Enterprise admins can control local Codex behavior in two ways:
- Requirements: admin-enforced constraints that users can’t override.
- Managed defaults: starting values applied when Codex launches. Users can still change settings during a session; Codex reapplies managed defaults the next time it starts.
Admin-enforced requirements (requirements.toml)
Requirements constrain security-sensitive settings (approval policy, sandbox mode, web search mode, and optionally which MCP servers can be enabled). When resolving configuration (for example from config.toml, profiles, or CLI config overrides), if a value conflicts with an enforced requirement, Codex falls back to a requirements-compatible value and notifies the user. If an mcp_servers allowlist is configured, Codex enables an MCP server only when both its name and identity match an approved entry; otherwise, Codex disables it.
For the exact key list, see the requirements.toml section in Configuration Reference.
Locations and precedence
Requirements layers are applied in this order (earlier wins per field):
- Cloud-managed requirements (ChatGPT Business or Enterprise)
- macOS managed preferences (MDM) via
com.openai.codex:requirements_toml_base64 - System
requirements.toml(/etc/codex/requirements.tomlon Unix systems, including Linux/macOS)
Across layers, requirements are merged per field: if an earlier layer sets a field (including an empty list), later layers do not override that field, but lower layers can still fill fields that remain unset.

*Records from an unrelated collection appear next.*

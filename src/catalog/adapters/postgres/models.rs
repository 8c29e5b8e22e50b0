//! Diesel row models for service listings and their feedback.

use super::schema::{favorites, reviews, services};
use crate::{
    catalog::{
        domain::{
            PersistedListingData, PersistedReviewData, Rating, Review, ReviewId, ServiceId,
            ServiceListing,
        },
        ports::{
            ReviewRepositoryError, ReviewRepositoryResult, ServiceRepositoryError,
            ServiceRepositoryResult,
        },
    },
    identity::domain::UserId,
    money::Money,
};
use chrono::{DateTime, Utc};
use diesel::prelude::*;
use rust_decimal::Decimal;

/// Listing row, used for reads, inserts, and whole-record updates.
#[derive(Debug, Clone, Queryable, Selectable, Insertable, AsChangeset)]
#[diesel(table_name = services)]
#[diesel(check_for_backend(diesel::pg::Pg))]
pub struct ServiceRow {
    /// Listing identifier.
    pub id: uuid::Uuid,
    /// Providing user.
    pub owner_id: uuid::Uuid,
    /// Listing title.
    pub title: String,
    /// Listing description.
    pub description: String,
    /// Catalog category.
    pub category: String,
    /// Current price.
    pub price: Decimal,
    /// Free-form tags.
    pub tags: Vec<String>,
    /// Creation timestamp.
    pub created_at: DateTime<Utc>,
    /// Last update timestamp.
    pub updated_at: DateTime<Utc>,
}

impl From<&ServiceListing> for ServiceRow {
    fn from(listing: &ServiceListing) -> Self {
        Self {
            id: listing.id().into_inner(),
            owner_id: listing.owner().into_inner(),
            title: listing.title().to_owned(),
            description: listing.description().to_owned(),
            category: listing.category().to_owned(),
            price: listing.price().amount(),
            tags: listing.tags().to_vec(),
            created_at: listing.created_at(),
            updated_at: listing.updated_at(),
        }
    }
}

impl TryFrom<ServiceRow> for ServiceListing {
    type Error = ServiceRepositoryError;

    fn try_from(row: ServiceRow) -> ServiceRepositoryResult<Self> {
        Ok(Self::from_persisted(PersistedListingData {
            id: ServiceId::from_uuid(row.id),
            owner: UserId::from_uuid(row.owner_id),
            title: row.title,
            description: row.description,
            category: row.category,
            price: Money::new(row.price).map_err(ServiceRepositoryError::persistence)?,
            tags: row.tags,
            created_at: row.created_at,
            updated_at: row.updated_at,
        }))
    }
}

/// Review row, used for reads and inserts.
#[derive(Debug, Clone, Queryable, Selectable, Insertable)]
#[diesel(table_name = reviews)]
#[diesel(check_for_backend(diesel::pg::Pg))]
pub struct ReviewRow {
    /// Review identifier.
    pub id: uuid::Uuid,
    /// Reviewed listing.
    pub service_id: uuid::Uuid,
    /// Reviewing user.
    pub author_id: uuid::Uuid,
    /// Star rating.
    pub rating: i16,
    /// Review text.
    pub body: String,
    /// Creation timestamp.
    pub created_at: DateTime<Utc>,
}

impl From<&Review> for ReviewRow {
    fn from(review: &Review) -> Self {
        Self {
            id: review.id().into_inner(),
            service_id: review.service_id().into_inner(),
            author_id: review.author().into_inner(),
            rating: i16::from(review.rating().stars()),
            body: review.text().to_owned(),
            created_at: review.created_at(),
        }
    }
}

impl TryFrom<ReviewRow> for Review {
    type Error = ReviewRepositoryError;

    fn try_from(row: ReviewRow) -> ReviewRepositoryResult<Self> {
        let stars = u8::try_from(row.rating).map_err(ReviewRepositoryError::persistence)?;
        Ok(Self::from_persisted(PersistedReviewData {
            id: ReviewId::from_uuid(row.id),
            service_id: ServiceId::from_uuid(row.service_id),
            author: UserId::from_uuid(row.author_id),
            rating: Rating::new(stars).map_err(ReviewRepositoryError::persistence)?,
            text: row.body,
            created_at: row.created_at,
        }))
    }
}

/// Favorite insert row.
#[derive(Debug, Clone, Insertable)]
#[diesel(table_name = favorites)]
pub struct FavoriteRow {
    /// Owning user.
    pub user_id: uuid::Uuid,
    /// Favorite listing.
    pub service_id: uuid::Uuid,
    /// When the listing was added.
    pub created_at: DateTime<Utc>,
}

For backwards compatibility, Codex also interprets legacy managed_config.toml fields approval_policy and sandbox_mode as requirements (allowing only that single value).
Cloud-managed requirements
When you sign in with ChatGPT on a Business or Enterprise plan, Codex can also fetch admin-enforced requirements from the Codex service. This is another source of requirements.toml-compatible requirements. This applies across Codex surfaces, including the CLI, App, and IDE Extension.
Configure cloud-managed requirements
Go to the Codex managed-config page.
Create a new managed requirements file using the same format and keys as requirements.toml.
enforce_residency = "us"
allowed_approval_policies = ["on-request"]
allowed_sandbox_modes = ["read-only", "workspace-write"]
[rules]
prefix_rules = [
{ pattern = [{ any_of = ["bash", "sh", "zsh"] }], decision = "prompt", justification = "Require explicit approval for shell entrypoints" },
]
Save the configuration. Once saved, the updated managed requirements apply immediately for matching users. For more examples, see Example requirements.toml.
Assign requirements to groups
Admins can configure different managed requirements for different user groups, and also set a default fallback requirements policy.
If a user matches multiple group-specific rules, the first matching rule applies. Codex does not fill unset requirement fields from later matching group rules.
For example, if the first matching group rule sets only allowed_sandbox_modes = ["read-only"] and a later matching group rule sets allowed_approval_policies = ["on-request"], Codex applies only the first matching group rule and does not fill allowed_approval_policies from the later rule.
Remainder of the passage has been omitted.